At 11:30 on the morning of May 7, 2009, a Presidential Guard battalion led by General Toufa Abdoulaye ambushed a column of UFR rebels on the eastern outskirts of Am Dam, a village 100 kilometers south of Abéché in southeastern Chad.
Am Dam’s hospital sustained severe damage when a government vehicle offloading casualties drew fire from rebels forces, which also destroyed 14 civilian structures in the vicinity with errant shells.
Less than an hour after the skirmish began, rebel vehicles that were passing to the south of Am Dam in an attempt to flank the smaller government force encountered an armored column of government reinforcements led by Hassan al Gadam al-Djineddi, chief of staff of the Chadian National Army, and General Tahir Ardah, general director of the Gendarmerie Nationale.

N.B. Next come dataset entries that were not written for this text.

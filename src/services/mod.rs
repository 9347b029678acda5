// ABOUTME: Domain services over the JSON document store
// ABOUTME: Preset management and chat history with their business rules
//
// SPDX-License-Identifier: MIT OR Apache-2.0
// Copyright (c) 2025 Pierre Fitness Intelligence

//! Domain service layer
//!
//! Services own the rules (unique names, the protected default preset,
//! message caps) and use [`JsonStore`](crate::store::JsonStore) for
//! persistence, so the CLI and [`PromptStudio`](crate::studio::PromptStudio)
//! apply them the same way.

/// Chats and their capped message history
pub mod chats;

/// Per-user generation presets
pub mod presets;

pub use chats::ChatService;
pub use presets::PresetService;
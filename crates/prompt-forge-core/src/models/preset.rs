// ABOUTME: Preset model: a named, reusable bundle of generation options owned by one user
// ABOUTME: Includes the name normalisation used for uniqueness and default-preset protection
//
// SPDX-License-Identifier: MIT OR Apache-2.0
// Copyright (c) 2025 Pierre Fitness Intelligence

use super::options::{GenerationOptions, TaskType};
use crate::constants::presets::DEFAULT_PRESET_NAME;
use chrono::{DateTime, Utc};
use serde::{Deserialize, Serialize};
use uuid::Uuid;

/// Named generation options saved by a user
///
/// `task_type` is derived from `options` on read, so a stale or unknown
/// stored value never fails the load.
#[derive(Debug, Clone, PartialEq, Serialize, Deserialize)]
#[serde(rename_all = "camelCase", from = "StoredPreset")]
pub struct Preset {
    /// Unique identifier
    pub id: String,
    /// Owner of the preset
    pub user_id: String,
    /// Display name, unique per user after normalisation
    pub name: String,
    /// Task type of `options`, kept alongside for listing without a parse
    pub task_type: TaskType,
    /// Saved options
    pub options: GenerationOptions,
    /// When the preset was created
    pub created_at: DateTime<Utc>,
    /// When the preset was last changed
    pub updated_at: DateTime<Utc>,
}

#[derive(Deserialize)]
#[serde(rename_all = "camelCase")]
struct StoredPreset {
    id: String,
    user_id: String,
    name: String,
    #[serde(default)]
    options: GenerationOptions,
    created_at: DateTime<Utc>,
    updated_at: DateTime<Utc>,
}

impl From<StoredPreset> for Preset {
    fn from(stored: StoredPreset) -> Self {
        Self {
            id: stored.id,
            user_id: stored.user_id,
            name: stored.name,
            task_type: stored.options.task_type(),
            options: stored.options,
            created_at: stored.created_at,
            updated_at: stored.updated_at,
        }
    }
}

impl Preset {
    /// Create a preset with a fresh id
    #[must_use]
    pub fn new(
        user_id: impl Into<String>,
        name: impl Into<String>,
        options: GenerationOptions,
    ) -> Self {
        let now = Utc::now();
        Self {
            id: Uuid::new_v4().to_string(),
            user_id: user_id.into(),
            name: name.into().trim().to_owned(),
            task_type: options.task_type(),
            options,
            created_at: now,
            updated_at: now,
        }
    }

    /// Replace the saved options, keeping `task_type` in step
    pub fn set_options(&mut self, options: GenerationOptions) {
        self.task_type = options.task_type();
        self.options = options;
        self.updated_at = Utc::now();
    }

    /// Whether this is the protected default preset
    #[must_use]
    pub fn is_default(&self) -> bool {
        is_default_name(&self.name)
    }

    /// Whether `name` collides with this preset's name
    #[must_use]
    pub fn has_name(&self, name: &str) -> bool {
        normalize_preset_name(&self.name) == normalize_preset_name(name)
    }
}

/// Comparison key for preset names: trimmed and lowercased
#[must_use]
pub fn normalize_preset_name(name: &str) -> String {
    name.trim().to_lowercase()
}

/// Whether `name` refers to the protected default preset
#[must_use]
pub fn is_default_name(name: &str) -> bool {
    normalize_preset_name(name) == normalize_preset_name(DEFAULT_PRESET_NAME)
}
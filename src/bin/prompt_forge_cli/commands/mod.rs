// SPDX-License-Identifier: MIT OR Apache-2.0
// Copyright (c) 2025 Pierre Fitness Intelligence
// ABOUTME: Command modules for prompt-forge
// ABOUTME: Composition and generation, model configuration, presets and chats

pub mod chats;
pub mod config;
pub mod generate;
pub mod presets;
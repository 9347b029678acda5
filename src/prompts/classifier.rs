// ABOUTME: Heuristic screening of user input before composition
// ABOUTME: Flags likely prompt-injection attempts and accidental low-content messages
//
// SPDX-License-Identifier: MIT OR Apache-2.0
// Copyright (c) 2025 Pierre Fitness Intelligence

use crate::config::ClassifierConfig;
use crate::errors::{AppError, AppResult};
use regex::{RegexSet, RegexSetBuilder};
use std::collections::HashSet;

/// Outcome of screening one input
#[derive(Debug, Clone, Copy, PartialEq, Eq)]
pub enum InputClass {
    /// Safe to compose
    Accepted,
    /// Matches an injection pattern
    Injection,
    /// Too short or conversational, with no sign of what to produce
    LowContent,
}

/// Compiled form of a [`ClassifierConfig`]
#[derive(Debug, Clone)]
pub struct InputClassifier {
    injection: RegexSet,
    conversational: RegexSet,
    intent_keywords: HashSet<String>,
    min_words: usize,
}

fn compile(patterns: &[String], list: &str) -> AppResult<RegexSet> {
    RegexSetBuilder::new(patterns)
        .case_insensitive(true)
        .build()
        .map_err(|e| AppError::config_invalid(format!("invalid {list} pattern: {e}")).with_source(e))
}

impl InputClassifier {
    /// Compile the patterns in `config`
    ///
    /// # Errors
    ///
    /// Returns `ConfigInvalid` if any pattern is not a valid regex
    pub fn new(config: &ClassifierConfig) -> AppResult<Self> {
        let intent_keywords = config
            .prompt_intent_keywords
            .iter()
            .chain(&config.creative_intent_keywords)
            .map(|keyword| keyword.trim().to_lowercase())
            .filter(|keyword| !keyword.is_empty())
            .collect();

        Ok(Self {
            injection: compile(&config.injection_patterns, "injection")?,
            conversational: compile(&config.conversational_patterns, "conversational")?,
            intent_keywords,
            min_words: config.min_words,
        })
    }

    /// Classify trimmed, non-empty input
    ///
    /// Injection checks win over everything else. Input is low-content when
    /// it carries no intent keyword and is either small talk or shorter than
    /// the word threshold.
    #[must_use]
    pub fn classify(&self, input: &str) -> InputClass {
        let input = input.trim();
        if self.injection.is_match(input) {
            return InputClass::Injection;
        }

        let words: Vec<String> = input
            .split(|c: char| !c.is_alphanumeric() && c != '\'')
            .filter(|word| !word.is_empty())
            .map(str::to_lowercase)
            .collect();

        if words.iter().any(|word| self.is_intent_keyword(word)) {
            return InputClass::Accepted;
        }
        if words.len() < self.min_words || self.conversational.is_match(input) {
            return InputClass::LowContent;
        }
        InputClass::Accepted
    }

    /// Whole-word match, allowing a plain `s` plural
    fn is_intent_keyword(&self, word: &str) -> bool {
        self.intent_keywords.contains(word)
            || word
                .strip_suffix('s')
                .is_some_and(|singular| self.intent_keywords.contains(singular))
    }
}
// ABOUTME: Logging configuration and structured logging setup for diagnostics
// ABOUTME: Configures log level, output format, and noise filters for the tracing subscriber
//
// SPDX-License-Identifier: MIT OR Apache-2.0
// Copyright (c) 2025 Pierre Fitness Intelligence

//! Structured logging configuration
//!
//! Logs go to stderr so the CLI can keep stdout for composed prompts and
//! model output.

use crate::constants::service_names;
use anyhow::Result;
use std::env;
use std::io;
use tracing::debug;
use tracing_subscriber::{
    fmt::{self, format::FmtSpan},
    layer::SubscriberExt,
    util::SubscriberInitExt,
    EnvFilter,
};

/// Logging configuration
#[derive(Debug, Clone)]
pub struct LoggingConfig {
    /// Log level (trace, debug, info, warn, error)
    pub level: String,
    /// Output format (json, pretty, compact)
    pub format: LogFormat,
    /// Include source file and line numbers
    pub include_location: bool,
    /// Include span open/close events
    pub include_spans: bool,
    /// Service name for structured logging
    pub service_name: String,
    /// Service version
    pub service_version: String,
}

/// Log output format options
#[derive(Debug, Clone, Copy, PartialEq, Eq)]
pub enum LogFormat {
    /// `JSON` lines, one event per line
    Json,
    /// Multi-line human readable output
    Pretty,
    /// Single-line output, the CLI default
    Compact,
}

impl LogFormat {
    fn from_env_value(value: Option<&str>) -> Self {
        match value {
            Some("json") => Self::Json,
            Some("pretty") => Self::Pretty,
            _ => Self::Compact,
        }
    }
}

impl Default for LoggingConfig {
    fn default() -> Self {
        Self {
            level: "warn".into(),
            format: LogFormat::Compact,
            include_location: false,
            include_spans: false,
            service_name: service_names::PROMPT_FORGE.into(),
            service_version: env!("CARGO_PKG_VERSION").to_owned(),
        }
    }
}

impl LoggingConfig {
    /// Create logging configuration from environment variables
    #[must_use]
    pub fn from_env() -> Self {
        Self {
            level: env::var("RUST_LOG").unwrap_or_else(|_| "warn".into()),
            format: LogFormat::from_env_value(env::var("LOG_FORMAT").ok().as_deref()),
            include_location: env::var("LOG_INCLUDE_LOCATION").is_ok(),
            include_spans: env::var("LOG_INCLUDE_SPANS").is_ok(),
            ..Self::default()
        }
    }

    /// Raise the level to `debug` for `--verbose` runs
    #[must_use]
    pub fn verbose(mut self, verbose: bool) -> Self {
        if verbose {
            self.level = "debug".into();
        }
        self
    }

    fn env_filter(&self) -> EnvFilter {
        EnvFilter::new(&self.level)
            .add_directive(
                "hyper=warn"
                    .parse()
                    .unwrap_or_else(|_| tracing::Level::WARN.into()),
            )
            .add_directive(
                "reqwest=warn"
                    .parse()
                    .unwrap_or_else(|_| tracing::Level::WARN.into()),
            )
    }

    fn span_events(&self) -> FmtSpan {
        if self.include_spans {
            FmtSpan::NEW | FmtSpan::CLOSE
        } else {
            FmtSpan::NONE
        }
    }

    /// Initialize the global tracing subscriber
    ///
    /// # Errors
    ///
    /// Returns an error if a global subscriber is already installed
    pub fn init(&self) -> Result<()> {
        let registry = tracing_subscriber::registry().with(self.env_filter());

        match self.format {
            LogFormat::Json => {
                let layer = fmt::layer()
                    .with_file(self.include_location)
                    .with_line_number(self.include_location)
                    .with_target(true)
                    .with_writer(io::stderr)
                    .with_span_events(self.span_events())
                    .json();
                registry.with(layer).try_init()?;
            }
            LogFormat::Pretty => {
                let layer = fmt::layer()
                    .pretty()
                    .with_file(self.include_location)
                    .with_line_number(self.include_location)
                    .with_target(true)
                    .with_writer(io::stderr)
                    .with_span_events(self.span_events());
                registry.with(layer).try_init()?;
            }
            LogFormat::Compact => {
                let layer = fmt::layer()
                    .compact()
                    .with_target(false)
                    .with_writer(io::stderr)
                    .with_span_events(FmtSpan::NONE);
                registry.with(layer).try_init()?;
            }
        }

        debug!(
            service.name = %self.service_name,
            service.version = %self.service_version,
            log.level = %self.level,
            log.format = ?self.format,
            "logging initialized"
        );
        Ok(())
    }
}

/// Initialize logging from environment
///
/// # Errors
///
/// Returns an error if logging initialization fails
pub fn init_from_env() -> Result<()> {
    LoggingConfig::from_env().init()
}
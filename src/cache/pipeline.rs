// ABOUTME: Cache-aside composition: memory tier, then session tier, then the composer
// ABOUTME: Session hits are promoted to memory and fresh compositions are written to both
//
// SPDX-License-Identifier: MIT OR Apache-2.0
// Copyright (c) 2025 Pierre Fitness Intelligence

use super::{fingerprint, sha256_hex, CacheMode, CacheSource, CacheStats, MemoryTier, SessionTier};
use crate::config::{CacheConfig, StoreConfig};
use crate::models::GenerationOptions;
use crate::prompts::{Composer, Composition};
use std::path::Path;
use std::sync::atomic::{AtomicU64, Ordering};
use std::sync::Arc;
use tracing::{debug, instrument};

/// Composer wrapped in the two cache tiers
pub struct PromptPipeline {
    composer: Arc<dyn Composer>,
    memory: MemoryTier,
    session: SessionTier,
    memory_hits: AtomicU64,
    session_hits: AtomicU64,
    misses: AtomicU64,
}

impl PromptPipeline {
    /// Pipeline with its session tier stored under `session_dir`
    #[must_use]
    pub fn new(
        composer: Arc<dyn Composer>,
        cache: &CacheConfig,
        session_dir: &Path,
        store: StoreConfig,
    ) -> Self {
        Self {
            composer,
            memory: MemoryTier::new(cache.memory_capacity),
            session: SessionTier::open(session_dir, cache.session_capacity, store),
            memory_hits: AtomicU64::new(0),
            session_hits: AtomicU64::new(0),
            misses: AtomicU64::new(0),
        }
    }

    /// Composition for `input`, from cache when allowed
    pub async fn get_or_compute(
        &self,
        input: &str,
        options: &GenerationOptions,
        system_prompt: &str,
        mode: CacheMode,
    ) -> Composition {
        self.lookup(input, options, system_prompt, mode).await.0
    }

    /// Like [`Self::get_or_compute`], also reporting which tier answered
    #[instrument(skip_all, fields(task = %options.task_type(), mode = ?mode))]
    pub async fn lookup(
        &self,
        input: &str,
        options: &GenerationOptions,
        system_prompt: &str,
        mode: CacheMode,
    ) -> (Composition, CacheSource) {
        if mode == CacheMode::Skip {
            return (
                self.composer.compose(input, options, system_prompt),
                CacheSource::Composed,
            );
        }

        // System prompt and screening rules can change between runs while
        // the session tier survives, so both are part of the key
        let key = format!(
            "{}.{}.{}",
            fingerprint(input, options),
            &sha256_hex(system_prompt.trim())[..16],
            self.composer.rules_digest()
        );

        if let Some(hit) = self.memory.get(&key).await {
            self.memory_hits.fetch_add(1, Ordering::Relaxed);
            debug!("composition served from memory");
            return (hit, CacheSource::Memory);
        }

        if let Some(hit) = self.session.get(&key).await {
            self.session_hits.fetch_add(1, Ordering::Relaxed);
            debug!("composition served from session cache");
            self.memory.put(key, hit.clone()).await;
            return (hit, CacheSource::Session);
        }

        self.misses.fetch_add(1, Ordering::Relaxed);
        let composition = self.composer.compose(input, options, system_prompt);
        self.memory.put(key.clone(), composition.clone()).await;
        self.session.put(key, composition.clone()).await;
        (composition, CacheSource::Composed)
    }

    /// Hit and miss counters
    #[must_use]
    pub fn stats(&self) -> CacheStats {
        CacheStats {
            memory_hits: self.memory_hits.load(Ordering::Relaxed),
            session_hits: self.session_hits.load(Ordering::Relaxed),
            misses: self.misses.load(Ordering::Relaxed),
        }
    }

    /// Drop the memory tier; the session tier is kept
    pub async fn clear_memory(&self) {
        self.memory.clear().await;
    }

    /// Session tier, for inspection
    #[must_use]
    pub const fn session(&self) -> &SessionTier {
        &self.session
    }
}
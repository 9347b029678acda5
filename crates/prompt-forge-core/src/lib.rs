// ABOUTME: Core types and constants for the Prompt Forge workspace
// ABOUTME: Foundation crate with error handling, constants, and persisted domain models
//
// SPDX-License-Identifier: MIT OR Apache-2.0
// Copyright (c) 2025 Pierre Fitness Intelligence

#![deny(unsafe_code)]

//! # Prompt Forge Core
//!
//! Foundation crate providing shared types and constants for Prompt Forge.
//! This crate is designed to change infrequently, enabling incremental
//! compilation benefits in the workspace.
//!
//! ## Modules
//!
//! - **errors**: Unified error handling with `AppError` and `ErrorCode`
//! - **constants**: Application-wide defaults organized by domain
//! - **models**: Generation options, presets, chats and messages

/// Unified error handling system with standard error codes
pub mod errors;

/// Application constants and default values organized by domain
pub mod constants;

/// Core data models (options, presets, chats, messages)
pub mod models;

The rebel flanking movement was eliminated, and by 2:30 the remnants of the UFR column was racing back to safe havens in Darfur, with government forces in hot pursuit.
In May 2009, simultaneous with the UFR raid on Am Dam, the Front Populaire pour la Renaissance Nationale (FPRN), a Chadian rebel group led by Adoumj Yacoub, occupied the strategic town of Tissi at the tri-point of Chad, Sudan, and the Central African Republic.